Discussion in 'Vendors' started by salty_monk, Dec 29, 2011.

  1. salty_monk

    salty_monk Been here awhile

    Joined:
    Aug 16, 2009
    Oddometer:
    454
    Location:
    Redondo Beach, California
    08+ KLR650 Headlight Guard / Shield / Stoneguard

    All mail to:

    adventureshield(at)mail(dot)com please. Please mention ADV in the subject so I can record the donation & make sure it goes to the right forum!

    This email address also works for Paypal, contact me if you want to send a Check.

    Please read the full story below before ordering one of these. I did not do this as a commercial venture more a "bulk buy" because nothing existed on the market. Please go easy on me! I will do my best to keep everyone happy.

    Price (including Well nuts, brass insert type) & stainless hardware $4, $6 Site donation) $50. (The net price of the guard is $40)
    USPS flat rate Shipping incl insurance is $14 priority. I can get two in a box so if you want two, do the maths & send the right amount).
    I did a Parcel Post to NY & it came back with $9 plus insurance brings it to about $11.50. If you want check parcel post to your address then it’s shipping from 90277.

    For most people this means you'll need to send me $64.

    Canada - Shipping is $24 priority 6-10 days. I can get two in a flat rate box at $28 if you have a mate close by. There is a first class snail service but I am yet to see if they will let me ship these on it. I should know more next year :rofl

    If you're out of the US or Canada let me know, we'll figure it out. For the English you'll have to pay me danger money to deal with Royal Mail or should that be Insignia oh no wait...... (I'm from London originally).

    No fees (personal Paypal or Check preferred) but if we have to give Paypal their cut then so be it.

    A lot of people have been waiting for this since seeing some initial pictures I posted, thanks for your patience.

    Having these manufactured has been an interesting experience. I had a lot of problems finding someone to take it on due to the complex bends involved.

    I now have a decent quantity of them available.

    Due to aforementioned complex bends and manufacturing tolerances (both at my manufacturer & the "mesh" or "wire grid" supplier) these are not perfect. Most of them show some irregularities in the mesh.
    Due to the line up of the mesh access to the bolt holes was restricted. My manufacturer has solved this problem by providing access holes but it again has led to some visual irregularities.

    I have been in (somewhat heated) discussion with my manufacturer this last couple of days & we got to the point where we can be sure that this exact design will not be made ever again. If another run does become a possibility there will be some changes which will change the look a little (although not the fit, they would still use the same holes). It will also add some additional cost.
    THIS IS THE CHEAPEST RUN. IF THERE ARE ANY FUTURE RUNS COSTS WILL INCREASE.

    To help soothe me on this run I did get a small discount which I will be passing straight through to you guys.

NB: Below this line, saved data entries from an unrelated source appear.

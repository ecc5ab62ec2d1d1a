//! Named pass parameters.
//!
//! Each pass carries a small map of named values. The debug-panel collaborator
//! edits them through [`PassChain::set_uniform`](crate::renderer::PassChain::set_uniform);
//! effects read them back through the typed accessors when they resolve their
//! per-frame parameters.

use std::sync::Arc;

use glam::{Vec2, Vec3};
use rustc_hash::FxHashMap;

use crate::assets::TextureData;

/// Shared, immutable texture contents bound to a pass.
pub type TextureRef = Arc<TextureData>;

/// A single uniform value.
#[derive(Debug, Clone, PartialEq)]
pub enum UniformValue {
    Float(f32),
    Int(i32),
    Bool(bool),
    Vec2(Vec2),
    Vec3(Vec3),
    /// `None` until the texture has been loaded.
    Texture(Option<TextureRef>),
}

impl UniformValue {
    /// Variant name, used in error messages.
    #[must_use]
    pub fn type_name(&self) -> &'static str {
        match self {
            Self::Float(_) => "float",
            Self::Int(_) => "int",
            Self::Bool(_) => "bool",
            Self::Vec2(_) => "vec2",
            Self::Vec3(_) => "vec3",
            Self::Texture(_) => "texture",
        }
    }

    #[inline]
    #[must_use]
    pub fn same_type(&self, other: &Self) -> bool {
        std::mem::discriminant(self) == std::mem::discriminant(other)
    }
}

impl From<f32> for UniformValue {
    fn from(v: f32) -> Self {
        Self::Float(v)
    }
}

impl From<i32> for UniformValue {
    fn from(v: i32) -> Self {
        Self::Int(v)
    }
}

impl From<bool> for UniformValue {
    fn from(v: bool) -> Self {
        Self::Bool(v)
    }
}

impl From<Vec2> for UniformValue {
    fn from(v: Vec2) -> Self {
        Self::Vec2(v)
    }
}

impl From<Vec3> for UniformValue {
    fn from(v: Vec3) -> Self {
        Self::Vec3(v)
    }
}

impl From<TextureRef> for UniformValue {
    fn from(v: TextureRef) -> Self {
        Self::Texture(Some(v))
    }
}

/// Name → value map owned by one pass.
#[derive(Debug, Clone, Default, PartialEq)]
pub struct Uniforms {
    values: FxHashMap<String, UniformValue>,
}

impl Uniforms {
    #[must_use]
    pub fn new() -> Self {
        Self::default()
    }

    /// Builder-style insertion used when declaring defaults.
    #[must_use]
    pub fn with(mut self, name: &str, value: impl Into<UniformValue>) -> Self {
        self.values.insert(name.to_string(), value.into());
        self
    }

    /// Inserts or replaces a value without type checking.
    pub fn insert(&mut self, name: &str, value: impl Into<UniformValue>) {
        self.values.insert(name.to_string(), value.into());
    }

    #[inline]
    #[must_use]
    pub fn get(&self, name: &str) -> Option<&UniformValue> {
        self.values.get(name)
    }

    #[inline]
    pub(crate) fn get_mut(&mut self, name: &str) -> Option<&mut UniformValue> {
        self.values.get_mut(name)
    }

    #[inline]
    #[must_use]
    pub fn len(&self) -> usize {
        self.values.len()
    }

    #[inline]
    #[must_use]
    pub fn is_empty(&self) -> bool {
        self.values.is_empty()
    }

    // ── Typed reads with fallbacks ─────────────────────────────────────────

    #[must_use]
    pub fn float(&self, name: &str, fallback: f32) -> f32 {
        match self.values.get(name) {
            Some(UniformValue::Float(v)) => *v,
            Some(UniformValue::Int(v)) => *v as f32,
            _ => fallback,
        }
    }

    #[must_use]
    pub fn int(&self, name: &str, fallback: i32) -> i32 {
        match self.values.get(name) {
            Some(UniformValue::Int(v)) => *v,
            _ => fallback,
        }
    }

    #[must_use]
    pub fn flag(&self, name: &str, fallback: bool) -> bool {
        match self.values.get(name) {
            Some(UniformValue::Bool(v)) => *v,
            _ => fallback,
        }
    }

    #[must_use]
    pub fn vec2(&self, name: &str, fallback: Vec2) -> Vec2 {
        match self.values.get(name) {
            Some(UniformValue::Vec2(v)) => *v,
            _ => fallback,
        }
    }

    #[must_use]
    pub fn vec3(&self, name: &str, fallback: Vec3) -> Vec3 {
        match self.values.get(name) {
            Some(UniformValue::Vec3(v)) => *v,
            _ => fallback,
        }
    }

    #[must_use]
    pub fn texture(&self, name: &str) -> Option<&TextureRef> {
        match self.values.get(name) {
            Some(UniformValue::Texture(Some(t))) => Some(t),
            _ => None,
        }
    }
}

#[cfg(test)]
mod tests {
    use super::*;

    #[test]
    fn typed_reads_fall_back_on_mismatch() {
        let u = Uniforms::new().with("strength", 0.5f32).with("wild", true);
        assert!((u.float("strength", 0.0) - 0.5).abs() < f32::EPSILON);
        assert!((u.float("wild", 2.0) - 2.0).abs() < f32::EPSILON);
        assert!(u.flag("wild", false));
        assert!(u.texture("missing").is_none());
        assert_eq!(u.len(), 2);
        assert!(Uniforms::new().is_empty());
    }
}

These should have been in the region of $75-80 incl site donation, hardware, shipping etc.

    Some irregularities might be more acceptable to some than others so if necessary I can send detailed pictures of the actual guard I will post to you for approval before anyone is out of pocket but they are all much the same.

    In short mesh irregularities are not a reason to send these back to me. Any other issues found we can deal with case by case but apart from this they appear very good. The ones I have fitted as a test to my bike fit very well. (Note that they can also be tweaked quite easily to fit exactly how you want them to fit- useful if the drill slips a bit on start or something).

    I want this to be as simple as possible for everyone.

    I have posted pictures below that show about the worst of what I have. The differences cannot really be noticed once on the bike. The irregularities you will see are:

    1. Cut-outs to allow bolt head access – these are not always cut the same on both sides.
    2. The mesh isn’t always lined up 100% central to the centre of the frame.

    There are a couple with minor scratched powdercoat that I will let go $10 cheaper if anyone is interested (Fedex can be blamed for that!)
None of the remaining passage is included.